A neo-conservative celebrity recently chose an article written for the New York Times magazine to shout “the neo-conservatism moment has now passed.” Francis Fukuyama thinks the Bush invasion of Iraq and the resulting “insurgency” reveals what has gone wrong in the neo-conservative camp.

He has left the ranks but not without attributing some blame, and distributing some praise.Fukuyama understands conservatism. He sees the first mistake of the neo-conservatives as straying too far from the more classical conservatives. Drunk on power, the neo-cons neglected what had been taught by Leo Strauss: evil is so prevalent in the world that it is a mistake to expect much from politics.

Fukuyama wants to answer the question of what else went wrong. His answer relies on a sort of caricature derived not from the right but by analogy with the left.

Fukuyama reminds us that the neo-con band was formed by none other than former Trotskyites, notably Irving Kristol whose son edits the Weekly Standard, the current paper of record for the neo-con movement. The Trots had a cast of mind that led them to want to jettison past mistakes, and go on to live out the promise of greatness in whatever endeavour they found themselves.

Once leftier than thou, they become the debunkers of social engineering, wanting to correct the welfare system, for instance, because it induced dependency on recipients.

Fukuyama sees himself as more like Karl Marx. His 1989 work The End of History and the Last Man, he characterizes as laying out the evolution of history which culminates in liberal democracy as the universal model rather than the classless society predicted by Marx.

The blame for the current fiascos surrounding the Bush regime goes to what Fukuyama terms the Leninists.

Somehow the neo-conservative policy makers began to believe that power and will alone would suffice to bring liberal democracy to Iraq.

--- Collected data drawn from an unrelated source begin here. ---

//! Hydrophone
//!
//! Runs the upstream Kubernetes conformance suite against a live cluster.
//! This entry point parses the run configuration, checks the cluster is
//! reachable and prepares the output directory before tests are started.

mod cli;

use std::ffi::OsString;
use std::process::ExitCode;

use anyhow::Result;
use tracing::{error, info};
use tracing_subscriber::{fmt, prelude::*, EnvFilter};

use cli::Cli;
use hydrophone_core::config::{default_output_dir, ArgConfig};
use hydrophone_core::{preflight, ConfigError, PreflightError};
use hydrophone_k8s::K8sClient;

/// Initialize the tracing/logging subsystem
fn init_logging(log_level: &str, json_format: bool) {
    let filter =
        EnvFilter::try_from_default_env().unwrap_or_else(|_| EnvFilter::new(log_level));

    if json_format {
        tracing_subscriber::registry()
            .with(filter)
            .with(fmt::layer().json().with_writer(std::io::stderr))
            .init();
    } else {
        tracing_subscriber::registry()
            .with(filter)
            .with(fmt::layer().with_writer(std::io::stderr))
            .init();
    }
}

/// Resolve the run configuration from the process arguments
fn load_config(args: &[OsString]) -> Result<ArgConfig, ConfigError> {
    let cwd = default_output_dir()?;
    cli::load_args(args, &cwd)
}

/// Connect to the cluster and run the pre-flight checks
async fn run(cfg: &ArgConfig) -> Result<()> {
    let client = K8sClient::new(cfg.kubeconfig.as_deref()).await?;

    let report = preflight::validate_args(&client, &client, cfg).await?;

    info!(
        server_version = %report.server_version,
        output_dir = ?cfg.output_dir,
        env = ?cfg.e2e_env(),
        "Pre-flight checks passed"
    );
    Ok(())
}

#[tokio::main]
async fn main() -> ExitCode {
    let args: Vec<OsString> = std::env::args_os().collect();

    // Usage errors, --help and --version are reported before logging exists
    let cli = match Cli::try_parse_args(&args) {
        Ok(cli) => cli,
        Err(ConfigError::DisplayRequested(text)) => {
            print!("{}", text);
            return ExitCode::SUCCESS;
        }
        Err(e) => {
            eprint!("{}", e);
            return exit_code(e.exit_code());
        }
    };

    // Initialize logging
    init_logging(&cli.log_level, cli.log_json);

    info!(version = env!("CARGO_PKG_VERSION"), "Hydrophone starting");

    let cfg = match load_config(&args) {
        Ok(cfg) => cfg,
        Err(e) => {
            error!("{}", e);
            return exit_code(e.exit_code());
        }
    };

    if let Err(e) = run(&cfg).await {
        // Pre-flight failures are logged where they happen
        if let Some(preflight_err) = e.downcast_ref::<PreflightError>() {
            return exit_code(preflight_err.exit_code());
        }
        error!("Failed to connect to the cluster: {:#}", e);
        return exit_code(3);
    }

    ExitCode::SUCCESS
}

fn exit_code(code: i32) -> ExitCode {
    ExitCode::from(u8::try_from(code).unwrap_or(1))
}
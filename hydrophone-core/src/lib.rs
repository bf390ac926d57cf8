//! Hydrophone Core Library
//!
//! Configuration record, cluster abstraction and pre-flight validation for the
//! Hydrophone conformance runner. Nothing in this crate touches process-wide
//! state: arguments come in as values and failures come back as errors.

pub mod cluster;
pub mod config;
pub mod error;
pub mod preflight;

// Re-export common types
pub use cluster::{ApiEndpoint, ClusterError, MockCluster, ServerVersion, ServerVersionSource};
pub use config::{
    default_output_dir, ArgConfig, DEFAULT_BUSYBOX_IMAGE, DEFAULT_CONFORMANCE_IMAGE,
};
pub use error::{ConfigError, PreflightError};
pub use preflight::{ensure_output_dir, summary_lines, validate_args, PreflightReport};
//! Mock cluster implementation for testing

use std::sync::atomic::{AtomicBool, AtomicU32, Ordering};

use async_trait::async_trait;

use super::{ApiEndpoint, ClusterError, ServerVersion, ServerVersionSource};

/// Mock cluster for testing
pub struct MockCluster {
    host: String,
    version: ServerVersion,
    /// Configurable failure simulation
    pub unreachable: AtomicBool,
    /// Number of version queries served
    pub version_calls: AtomicU32,
}

impl MockCluster {
    /// Create a reachable mock cluster reporting v1.28.0
    pub fn new() -> Self {
        Self::with_version(ServerVersion::release("1", "28", "v1.28.0"))
    }

    /// Create a reachable mock cluster reporting the given version
    pub fn with_version(version: ServerVersion) -> Self {
        Self {
            host: "https://127.0.0.1:6443".to_string(),
            version,
            unreachable: AtomicBool::new(false),
            version_calls: AtomicU32::new(0),
        }
    }

    /// Set whether version queries should fail
    pub fn set_unreachable(&self, unreachable: bool) {
        self.unreachable.store(unreachable, Ordering::SeqCst);
    }

    /// How many times the version was queried
    pub fn version_call_count(&self) -> u32 {
        self.version_calls.load(Ordering::SeqCst)
    }
}

impl Default for MockCluster {
    fn default() -> Self {
        Self::new()
    }
}

#[async_trait]
impl ServerVersionSource for MockCluster {
    async fn server_version(&self) -> Result<ServerVersion, ClusterError> {
        self.version_calls.fetch_add(1, Ordering::SeqCst);
        if self.unreachable.load(Ordering::SeqCst) {
            return Err(ClusterError::Unreachable(format!(
                "dial tcp {}: connection refused",
                self.host.trim_start_matches("https://")
            )));
        }
        Ok(self.version.clone())
    }
}

impl ApiEndpoint for MockCluster {
    fn host(&self) -> String {
        self.host.clone()
    }
}
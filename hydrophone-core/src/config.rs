//! Runner configuration
//!
//! [`ArgConfig`] is built once from the command line and is read-only after
//! that. It is handed to the pre-flight step and then to the test engine.

use std::path::PathBuf;

use crate::error::ConfigError;

/// Conformance image used when `--conformance-image` is not given
pub const DEFAULT_CONFORMANCE_IMAGE: &str = "registry.k8s.io/conformance:v1.28.0";

/// Busybox image used when `--busybox-image` is not given
pub const DEFAULT_BUSYBOX_IMAGE: &str = "registry.k8s.io/e2e-test-images/busybox:1.36.1-1";

/// Default number of test framework threads
pub const DEFAULT_PARALLEL: u32 = 1;

/// Default test framework verbosity
pub const DEFAULT_VERBOSITY: i32 = 4;

/// Arguments the runner was started with
///
/// Focus and skip are passed to the test framework verbatim; their regular
/// expression syntax is the framework's to interpret.
#[derive(Debug, Clone, PartialEq, Eq)]
pub struct ArgConfig {
    /// Tests to run, e.g. `sig-auth` or `[Conformance]`. Exported as `E2E_FOCUS`.
    pub focus: String,

    /// Tests to skip. Exported as `E2E_SKIP` when set.
    pub skip: String,

    /// Conformance container image
    pub conformance_image: String,

    /// Busybox image used by test workloads
    pub busybox_image: String,

    /// Path to the kubeconfig file; `None` means infer from the environment
    pub kubeconfig: Option<PathBuf>,

    /// Test framework threads. Exported as `E2E_PARALLEL`.
    pub parallel: u32,

    /// Test framework verbosity. Exported as `E2E_VERBOSITY`.
    pub verbosity: i32,

    /// Where `e2e.log` and `junit_01.xml` are written
    pub output_dir: PathBuf,
}

impl ArgConfig {
    /// Create a configuration with every optional field at its default
    pub fn new(focus: impl Into<String>, output_dir: impl Into<PathBuf>) -> Self {
        Self {
            focus: focus.into(),
            skip: String::new(),
            conformance_image: DEFAULT_CONFORMANCE_IMAGE.to_string(),
            busybox_image: DEFAULT_BUSYBOX_IMAGE.to_string(),
            kubeconfig: None,
            parallel: DEFAULT_PARALLEL,
            verbosity: DEFAULT_VERBOSITY,
            output_dir: output_dir.into(),
        }
    }

    /// Check the invariants a usable configuration must hold
    pub fn validate(&self) -> Result<(), ConfigError> {
        if self.focus.is_empty() {
            return Err(ConfigError::MissingFocus);
        }
        if self.parallel == 0 {
            return Err(ConfigError::InvalidArgs(
                "--parallel must be at least 1".to_string(),
            ));
        }
        Ok(())
    }

    /// Whether the test framework should run with more than one worker
    pub fn parallel_enabled(&self) -> bool {
        self.parallel > 1
    }

    /// Environment handed to the conformance container
    pub fn e2e_env(&self) -> Vec<(&'static str, String)> {
        let mut env = vec![("E2E_FOCUS", self.focus.clone())];
        if !self.skip.is_empty() {
            env.push(("E2E_SKIP", self.skip.clone()));
        }
        env.push(("E2E_PARALLEL", self.parallel.to_string()));
        env.push(("E2E_VERBOSITY", self.verbosity.to_string()));
        env
    }
}

/// Default output directory: the current working directory
pub fn default_output_dir() -> Result<PathBuf, ConfigError> {
    std::env::current_dir().map_err(ConfigError::WorkingDir)
}
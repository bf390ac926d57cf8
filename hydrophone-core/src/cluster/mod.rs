//! Cluster abstraction layer
//!
//! The pre-flight step only needs two things from a cluster: the address of
//! its API server and the version it reports.

mod interface;
mod mock;

pub use interface::*;
pub use mock::MockCluster;
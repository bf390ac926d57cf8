//! Hydrophone Kubernetes Integration
//!
//! Provides the Kubernetes client used to reach the cluster under test.

pub mod client;

pub use client::K8sClient;
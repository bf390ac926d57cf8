//! CLI argument parsing for Hydrophone

use std::ffi::OsString;
use std::path::{Path, PathBuf};

use clap::error::ErrorKind;
use clap::Parser;

use hydrophone_core::config::{
    ArgConfig, DEFAULT_BUSYBOX_IMAGE, DEFAULT_CONFORMANCE_IMAGE, DEFAULT_PARALLEL,
    DEFAULT_VERBOSITY,
};
use hydrophone_core::ConfigError;

/// Hydrophone - run Kubernetes conformance tests against a live cluster
#[derive(Debug, Parser)]
#[command(name = "hydrophone")]
#[command(version, about, long_about = None)]
pub struct Cli {
    /// Run a specific e2e test, e.g. sig-auth. Allows regular expressions.
    #[arg(long, default_value = "")]
    pub focus: String,

    /// Skip specific tests. Allows regular expressions.
    #[arg(long, default_value = "")]
    pub skip: String,

    /// Conformance container image of your choice
    #[arg(long, default_value = DEFAULT_CONFORMANCE_IMAGE)]
    pub conformance_image: String,

    /// Alternate busybox container image
    #[arg(long, default_value = DEFAULT_BUSYBOX_IMAGE)]
    pub busybox_image: String,

    /// Path to the kubeconfig file
    #[arg(long, default_value = "")]
    pub kubeconfig: String,

    /// Number of parallel threads in the test framework
    #[arg(
        long,
        default_value_t = DEFAULT_PARALLEL,
        value_parser = clap::value_parser!(u32).range(1..)
    )]
    pub parallel: u32,

    /// Verbosity of the test framework
    #[arg(long, default_value_t = DEFAULT_VERBOSITY, allow_negative_numbers = true)]
    pub verbosity: i32,

    /// Directory for logs and results (defaults to the current directory)
    #[arg(long)]
    pub output_dir: Option<PathBuf>,

    /// Log level (trace, debug, info, warn, error)
    #[arg(long, default_value = "info", env = "HYDROPHONE_LOG_LEVEL")]
    pub log_level: String,

    /// Output logs in JSON format
    #[arg(long, default_value = "false", env = "HYDROPHONE_LOG_JSON")]
    pub log_json: bool,
}

impl Cli {
    /// Parse an argument vector without exiting the process
    ///
    /// `--help` and `--version` come back as [`ConfigError::DisplayRequested`]
    /// carrying clap's rendered output.
    pub fn try_parse_args<I, T>(args: I) -> Result<Self, ConfigError>
    where
        I: IntoIterator<Item = T>,
        T: Into<OsString> + Clone,
    {
        Self::try_parse_from(args).map_err(|e| {
            let rendered = e.render().to_string();
            match e.kind() {
                ErrorKind::DisplayHelp
                | ErrorKind::DisplayVersion
                | ErrorKind::DisplayHelpOnMissingArgumentOrSubcommand => {
                    ConfigError::DisplayRequested(rendered)
                }
                _ => ConfigError::InvalidArgs(rendered),
            }
        })
    }

    /// Build the runner configuration from the parsed flags
    ///
    /// `cwd` is used when `--output-dir` was not given. Fails if the focus
    /// expression is missing.
    pub fn to_arg_config(&self, cwd: &Path) -> Result<ArgConfig, ConfigError> {
        let cfg = ArgConfig {
            focus: self.focus.clone(),
            skip: self.skip.clone(),
            conformance_image: self.conformance_image.clone(),
            busybox_image: self.busybox_image.clone(),
            kubeconfig: (!self.kubeconfig.is_empty()).then(|| PathBuf::from(&self.kubeconfig)),
            parallel: self.parallel,
            verbosity: self.verbosity,
            output_dir: self.output_dir.clone().unwrap_or_else(|| cwd.to_path_buf()),
        };
        cfg.validate()?;
        Ok(cfg)
    }
}

/// Turn an argument vector into the runner configuration
///
/// `cwd` is the default output directory. Nothing global is read or written.
pub fn load_args<I, T>(args: I, cwd: &Path) -> Result<ArgConfig, ConfigError>
where
    I: IntoIterator<Item = T>,
    T: Into<OsString> + Clone,
{
    Cli::try_parse_args(args)?.to_arg_config(cwd)
}

#[cfg(test)]
mod tests {
    use super::*;

    fn load(args: &[&str]) -> Result<ArgConfig, ConfigError> {
        load_args(args, Path::new("/work"))
    }

    #[test]
    fn test_cli_defaults() {
        let cli = Cli::try_parse_from(["hydrophone"]).unwrap();
        assert_eq!(cli.focus, "");
        assert_eq!(cli.skip, "");
        assert_eq!(cli.conformance_image, DEFAULT_CONFORMANCE_IMAGE);
        assert_eq!(cli.busybox_image, DEFAULT_BUSYBOX_IMAGE);
        assert_eq!(cli.kubeconfig, "");
        assert_eq!(cli.parallel, 1);
        assert_eq!(cli.verbosity, 4);
        assert!(cli.output_dir.is_none());
        assert_eq!(cli.log_level, "info");
        assert!(!cli.log_json);
    }

    #[test]
    fn test_missing_focus() {
        assert!(matches!(load(&["hydrophone"]), Err(ConfigError::MissingFocus)));
        assert!(matches!(
            load(&["hydrophone", "--focus="]),
            Err(ConfigError::MissingFocus)
        ));
        assert!(matches!(
            load(&["hydrophone", "--skip", "Serial", "--parallel", "4"]),
            Err(ConfigError::MissingFocus)
        ));
    }

    #[test]
    fn test_focus_only_uses_defaults() {
        let cfg = load(&["hydrophone", "--focus=[Conformance]"]).unwrap();
        assert_eq!(cfg, ArgConfig::new("[Conformance]", "/work"));
    }

    #[test]
    fn test_all_flags() {
        let cfg = load(&[
            "hydrophone",
            "--focus",
            "sig-auth",
            "--skip",
            "Serial|Disruptive",
            "--conformance-image",
            "my.registry/conformance:v1.29.0",
            "--busybox-image=my.registry/busybox:1.36",
            "--kubeconfig",
            "/home/me/.kube/config",
            "--parallel",
            "8",
            "--verbosity=2",
            "--output-dir",
            "/tmp/results",
        ])
        .unwrap();

        assert_eq!(cfg.focus, "sig-auth");
        assert_eq!(cfg.skip, "Serial|Disruptive");
        assert_eq!(cfg.conformance_image, "my.registry/conformance:v1.29.0");
        assert_eq!(cfg.busybox_image, "my.registry/busybox:1.36");
        assert_eq!(cfg.kubeconfig, Some(PathBuf::from("/home/me/.kube/config")));
        assert_eq!(cfg.parallel, 8);
        assert_eq!(cfg.verbosity, 2);
        assert_eq!(cfg.output_dir, PathBuf::from("/tmp/results"));
    }

    #[test]
    fn test_empty_kubeconfig_means_infer() {
        let cfg = load(&["hydrophone", "--focus", "sig-apps", "--kubeconfig="]).unwrap();
        assert!(cfg.kubeconfig.is_none());
    }

    #[test]
    fn test_parallel_must_be_positive() {
        assert!(Cli::try_parse_from(["hydrophone", "--focus", "x", "--parallel", "0"]).is_err());
        assert!(Cli::try_parse_from(["hydrophone", "--focus", "x", "--parallel", "-2"]).is_err());
        assert!(Cli::try_parse_from(["hydrophone", "--focus", "x", "--parallel", "two"]).is_err());
    }

    #[test]
    fn test_focus_syntax_is_not_checked() {
        let cfg = load(&["hydrophone", "--focus", r"\Q[sig-apps]\E"]).unwrap();
        assert_eq!(cfg.focus, r"\Q[sig-apps]\E");
    }

    #[test]
    fn test_negative_verbosity() {
        let cfg = load(&["hydrophone", "--focus", "x", "--verbosity", "-1"]).unwrap();
        assert_eq!(cfg.verbosity, -1);
    }

    #[test]
    fn test_usage_errors_are_config_errors() {
        match load(&["hydrophone", "--focus", "x", "--parallel", "0"]) {
            Err(ConfigError::InvalidArgs(msg)) => assert!(msg.contains("--parallel")),
            other => panic!("unexpected result: {:?}", other),
        }
        match load(&["hydrophone", "--focus", "x", "--no-such-flag"]) {
            Err(e @ ConfigError::InvalidArgs(_)) => assert_eq!(e.exit_code(), 2),
            other => panic!("unexpected result: {:?}", other),
        }
    }

    #[test]
    fn test_help_and_version_are_not_failures() {
        match load(&["hydrophone", "--help"]) {
            Err(e @ ConfigError::DisplayRequested(_)) => {
                assert_eq!(e.exit_code(), 0);
                assert!(e.to_string().contains("--focus"));
            }
            other => panic!("unexpected result: {:?}", other),
        }
        assert!(matches!(
            load(&["hydrophone", "--version"]),
            Err(ConfigError::DisplayRequested(_))
        ));
    }
}
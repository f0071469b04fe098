//! HTTP front end: `GET /weather?city=<name>` renders one city as HTML.

use std::{net::SocketAddr, sync::Arc};

use axum::{
    Router,
    extract::{Query, State},
    http::StatusCode,
    response::{Html, IntoResponse, Response},
    routing::get,
};
use serde::Deserialize;
use tokio::net::TcpListener;
use tracing::{info, warn};

use crate::{format::format_html, provider::WeatherSource};

#[derive(Clone)]
struct AppState {
    source: Arc<dyn WeatherSource>,
}

#[derive(Debug, Deserialize)]
struct WeatherQuery {
    city: Option<String>,
}

pub fn router(source: Arc<dyn WeatherSource>) -> Router {
    Router::new()
        .route("/weather", get(weather))
        .with_state(AppState { source })
}

/// Bind `listen` and serve until the process is stopped.
pub async fn serve(listen: &str, source: Arc<dyn WeatherSource>) -> std::io::Result<()> {
    let listener = TcpListener::bind(listen).await?;
    let addr: SocketAddr = listener.local_addr()?;
    info!(%addr, "weather server listening");

    axum::serve(listener, router(source)).await
}

async fn weather(State(state): State<AppState>, Query(query): Query<WeatherQuery>) -> Response {
    let city = match query.city.as_deref().map(str::trim) {
        Some(city) if !city.is_empty() => city.to_owned(),
        _ => {
            return (
                StatusCode::BAD_REQUEST,
                "Missing required query parameter: city",
            )
                .into_response();
        }
    };

    info!(city = %city, "weather requested");

    match state.source.fetch(&city).await {
        Ok(record) => Html(format_html(&record)).into_response(),
        Err(err) => {
            warn!(city = %city, error = %err, "responding with server error");
            (StatusCode::INTERNAL_SERVER_ERROR, err.to_string()).into_response()
        }
    }
}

In the process of waging war and occupying Iraq the neo-cons forgot Trotsky and became the Leninist social engineers of the right.

Fukuyama achieved celebrity status after the fall of the Berlin Wall. With American Republicans proclaiming they had won the Cold War, Fukuyama has a convenient explanation of what it all meant: in the long run we all become liberal democrats.

The problem Fukuyama has as an analyst of recent history is the absence of functioning liberal democracy in the United States, let alone most anywhere else you want to look. As he dragged the old dustbin up to the liberal democratic door, he seems to have lost sight of what it was that he assumed we all aspired to.

Democracy means the people who face the consequences of government action must have a say in what gets done. Because results matter to all, all should have a say. In a liberal democracy representation is based on the individual casting a ballot, but a functioning democracy has a mechanism for protecting the ballot box from tampering, and independently tallying the votes.

A conservative principle is that we accept the results of an election even if we disagree strongly with the choice.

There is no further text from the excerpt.